The full set of records below is to be reproduced without a single alteration.

[Dataset excerpts]

================================

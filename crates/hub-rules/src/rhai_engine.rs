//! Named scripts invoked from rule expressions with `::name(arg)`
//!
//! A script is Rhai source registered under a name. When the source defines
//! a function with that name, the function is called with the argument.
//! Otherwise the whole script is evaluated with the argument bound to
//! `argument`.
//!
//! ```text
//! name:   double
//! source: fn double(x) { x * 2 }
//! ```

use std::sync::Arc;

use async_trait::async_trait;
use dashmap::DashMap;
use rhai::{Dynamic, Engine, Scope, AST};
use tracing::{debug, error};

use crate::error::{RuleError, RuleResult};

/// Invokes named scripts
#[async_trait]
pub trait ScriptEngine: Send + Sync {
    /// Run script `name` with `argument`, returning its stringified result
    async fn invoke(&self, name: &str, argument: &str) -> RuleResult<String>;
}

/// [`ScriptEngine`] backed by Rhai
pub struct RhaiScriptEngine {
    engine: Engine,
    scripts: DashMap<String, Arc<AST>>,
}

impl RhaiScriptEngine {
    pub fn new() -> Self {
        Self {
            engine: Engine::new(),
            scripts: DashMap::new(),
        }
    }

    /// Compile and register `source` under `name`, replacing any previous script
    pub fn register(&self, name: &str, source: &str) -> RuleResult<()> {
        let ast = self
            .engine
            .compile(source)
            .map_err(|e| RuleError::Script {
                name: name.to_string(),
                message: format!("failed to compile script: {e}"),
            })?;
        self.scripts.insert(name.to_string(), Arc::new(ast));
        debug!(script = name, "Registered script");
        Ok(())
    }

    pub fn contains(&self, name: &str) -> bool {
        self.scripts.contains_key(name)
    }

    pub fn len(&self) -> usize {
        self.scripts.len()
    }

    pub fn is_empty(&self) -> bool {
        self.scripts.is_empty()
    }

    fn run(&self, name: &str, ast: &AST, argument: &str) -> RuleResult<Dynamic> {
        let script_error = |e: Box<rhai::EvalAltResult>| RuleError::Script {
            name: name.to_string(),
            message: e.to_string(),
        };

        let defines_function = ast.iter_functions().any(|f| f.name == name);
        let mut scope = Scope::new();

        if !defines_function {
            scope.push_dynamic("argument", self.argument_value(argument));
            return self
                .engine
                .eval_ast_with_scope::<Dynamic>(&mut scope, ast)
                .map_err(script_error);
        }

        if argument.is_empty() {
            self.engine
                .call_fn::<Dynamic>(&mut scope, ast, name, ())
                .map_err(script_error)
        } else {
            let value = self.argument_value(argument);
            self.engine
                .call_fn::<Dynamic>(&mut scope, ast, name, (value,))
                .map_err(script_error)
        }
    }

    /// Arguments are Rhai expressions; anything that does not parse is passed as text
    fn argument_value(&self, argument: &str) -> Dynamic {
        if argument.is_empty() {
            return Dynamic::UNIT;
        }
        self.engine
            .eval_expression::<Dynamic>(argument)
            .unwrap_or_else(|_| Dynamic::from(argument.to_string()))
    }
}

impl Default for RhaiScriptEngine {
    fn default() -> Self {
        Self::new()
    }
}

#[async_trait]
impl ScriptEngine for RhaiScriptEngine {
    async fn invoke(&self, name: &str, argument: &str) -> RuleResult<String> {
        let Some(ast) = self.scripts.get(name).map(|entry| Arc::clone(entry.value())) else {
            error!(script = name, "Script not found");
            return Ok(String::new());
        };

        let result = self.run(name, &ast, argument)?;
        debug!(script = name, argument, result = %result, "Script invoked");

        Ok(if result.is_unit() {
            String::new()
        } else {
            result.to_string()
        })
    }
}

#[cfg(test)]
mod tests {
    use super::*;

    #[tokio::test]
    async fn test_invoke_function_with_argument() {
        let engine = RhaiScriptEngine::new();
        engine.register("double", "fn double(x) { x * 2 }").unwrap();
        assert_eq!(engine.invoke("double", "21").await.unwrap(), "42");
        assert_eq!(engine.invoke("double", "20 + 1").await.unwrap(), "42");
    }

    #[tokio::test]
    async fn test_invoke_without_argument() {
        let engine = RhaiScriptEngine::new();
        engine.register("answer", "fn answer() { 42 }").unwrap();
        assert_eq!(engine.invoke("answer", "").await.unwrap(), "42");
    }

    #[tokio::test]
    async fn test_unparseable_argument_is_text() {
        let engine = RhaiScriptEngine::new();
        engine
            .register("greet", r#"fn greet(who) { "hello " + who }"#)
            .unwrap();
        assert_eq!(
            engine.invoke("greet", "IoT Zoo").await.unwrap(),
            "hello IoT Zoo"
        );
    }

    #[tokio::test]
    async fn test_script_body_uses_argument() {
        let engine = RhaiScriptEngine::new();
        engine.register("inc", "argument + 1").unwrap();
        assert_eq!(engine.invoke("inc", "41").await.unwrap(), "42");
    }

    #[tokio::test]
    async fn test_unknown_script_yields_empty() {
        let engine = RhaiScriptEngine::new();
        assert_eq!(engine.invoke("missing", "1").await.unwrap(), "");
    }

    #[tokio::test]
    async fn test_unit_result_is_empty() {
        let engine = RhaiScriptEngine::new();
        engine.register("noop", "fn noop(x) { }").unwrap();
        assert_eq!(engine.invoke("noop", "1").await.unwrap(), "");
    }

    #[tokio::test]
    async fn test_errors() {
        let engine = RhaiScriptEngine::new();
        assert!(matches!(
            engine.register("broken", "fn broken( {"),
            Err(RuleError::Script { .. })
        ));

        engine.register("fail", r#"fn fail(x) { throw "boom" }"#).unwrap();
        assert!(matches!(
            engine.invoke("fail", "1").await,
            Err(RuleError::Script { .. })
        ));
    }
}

================================

#### Output
filename crates/hub-rules/src/rhai_engine.rs
//! Named scripts invoked from rule expressions with `::name(arg)`
//!
//! A script is Rhai source registered under a name. When the source defines
//! a function with that name, the function is called with the argument.
//! Otherwise the whole script is evaluated with the argument bound to
//! `argument`.
//!
//! ```text
//! name:   double
//! source: fn double(x) { x * 2 }
//! ```

use std::sync::Arc;

use async_trait::async_trait;
use dashmap::DashMap;
use rhai::{Dynamic, Engine, Scope, AST};
use tracing::{debug, error};

use crate::error::{RuleError, RuleResult};

/// Invokes named scripts
#[async_trait]
pub trait ScriptEngine: Send + Sync {
    /// Run script `name` with `argument`, returning its stringified result
    async fn invoke(&self, name: &str, argument: &str) -> RuleResult<String>;
}

/// [`ScriptEngine`] backed by Rhai
pub struct RhaiScriptEngine {
    engine: Engine,
    scripts: DashMap<String, Arc<AST>>,
}

impl RhaiScriptEngine {
    pub fn new() -> Self {
        Self {
            engine: Engine::new(),
            scripts: DashMap::new(),
        }
    }

    /// Compile and register `source` under `name`, replacing any previous script
    pub fn register(&self, name: &str, source: &str) -> RuleResult<()> {
        let ast = self
            .engine
            .compile(source)
            .map_err(|e| RuleError::Script {
                name: name.to_string(),
                message: format!("failed to compile script: {e}"),
            })?;
        self.scripts.insert(name.to_string(), Arc::new(ast));
        debug!(script = name, "Registered script");
        Ok(())
    }

    pub fn contains(&self, name: &str) -> bool {
        self.scripts.contains_key(name)
    }

    pub fn len(&self) -> usize {
        self.scripts.len()
    }

    pub fn is_empty(&self) -> bool {
        self.scripts.is_empty()
    }

    fn run(&self, name: &str, ast: &AST, argument: &str) -> RuleResult<Dynamic> {
        let script_error = |e: Box<rhai::EvalAltResult>| RuleError::Script {
            name: name.to_string(),
            message: e.to_string(),
        };

        let defines_function = ast.iter_functions().any(|f| f.name == name);
        let mut scope = Scope::new();

        if !defines_function {
            scope.push_dynamic("argument", self.argument_value(argument));
            return self
                .engine
                .eval_ast_with_scope::<Dynamic>(&mut scope, ast)
                .map_err(script_error);
        }

        if argument.is_empty() {
            self.engine
                .call_fn::<Dynamic>(&mut scope, ast, name, ())
                .map_err(script_error)
        } else {
            let value = self.argument_value(argument);
            self.engine
                .call_fn::<Dynamic>(&mut scope, ast, name, (value,))
                .map_err(script_error)
        }
    }

    /// Arguments are Rhai expressions; anything that does not parse is passed as text
    fn argument_value(&self, argument: &str) -> Dynamic {
        if argument.is_empty() {
            return Dynamic::UNIT;
        }
        self.engine
            .eval_expression::<Dynamic>(argument)
            .unwrap_or_else(|_| Dynamic::from(argument.to_string()))
    }
}

impl Default for RhaiScriptEngine {
    fn default() -> Self {
        Self::new()
    }
}

#[async_trait]
impl ScriptEngine for RhaiScriptEngine {
    async fn invoke(&self, name: &str, argument: &str) -> RuleResult<String> {
        let Some(ast) = self.scripts.get(name).map(|entry| Arc::clone(entry.value())) else {
            error!(script = name, "Script not found");
            return Ok(String::new());
        };

        let result = self.run(name, &ast, argument)?;
        debug!(script = name, argument, result = %result, "Script invoked");

        Ok(if result.is_unit() {
            String::new()
        } else {
            result.to_string()
        })
    }
}

#[cfg(test)]
mod tests {
    use super::*;

    #[tokio::test]
    async fn test_invoke_function_with_argument() {
        let engine = RhaiScriptEngine::new();
        engine.register("double", "fn double(x) { x * 2 }").unwrap();
        assert_eq!(engine.invoke("double", "21").await.unwrap(), "42");
        assert_eq!(engine.invoke("double", "20 + 1").await.unwrap(), "42");
    }

    #[tokio::test]
    async fn test_invoke_without_argument() {
        let engine = RhaiScriptEngine::new();
        engine.register("answer", "fn answer() { 42 }").unwrap();
        assert_eq!(engine.invoke("answer", "").await.unwrap(), "42");
    }

    #[tokio::test]
    async fn test_unparseable_argument_is_text() {
        let engine = RhaiScriptEngine::new();
        engine
            .register("greet", r#"fn greet(who) { "hello " + who }"#)
            .unwrap();
        assert_eq!(
            engine.invoke("greet", "IoT Zoo").await.unwrap(),
            "hello IoT Zoo"
        );
    }

    #[tokio::test]
    async fn test_script_body_uses_argument() {
        let engine = RhaiScriptEngine::new();
        engine.register("inc", "argument + 1").unwrap();
        assert_eq!(engine.invoke("inc", "41").await.unwrap(), "42");
    }

    #[tokio::test]
    async fn test_unknown_script_yields_empty() {
        let engine = RhaiScriptEngine::new();
        assert_eq!(engine.invoke("missing", "1").await.unwrap(), "");
    }

    #[tokio::test]
    async fn test_unit_result_is_empty() {
        let engine = RhaiScriptEngine::new();
        engine.register("noop", "fn noop(x) { }").unwrap();
        assert_eq!(engine.invoke("noop", "1").await.unwrap(), "");
    }

    #[tokio::test]
    async fn test_errors() {
        let engine = RhaiScriptEngine::new();
        assert!(matches!(
            engine.register("broken", "fn broken( {"),
            Err(RuleError::Script { .. })
        ));

        engine.register("fail", r#"fn fail(x) { throw "boom" }"#).unwrap();
        assert!(matches!(
            engine.invoke("fail", "1").await,
            Err(RuleError::Script { .. })
        ));
    }
}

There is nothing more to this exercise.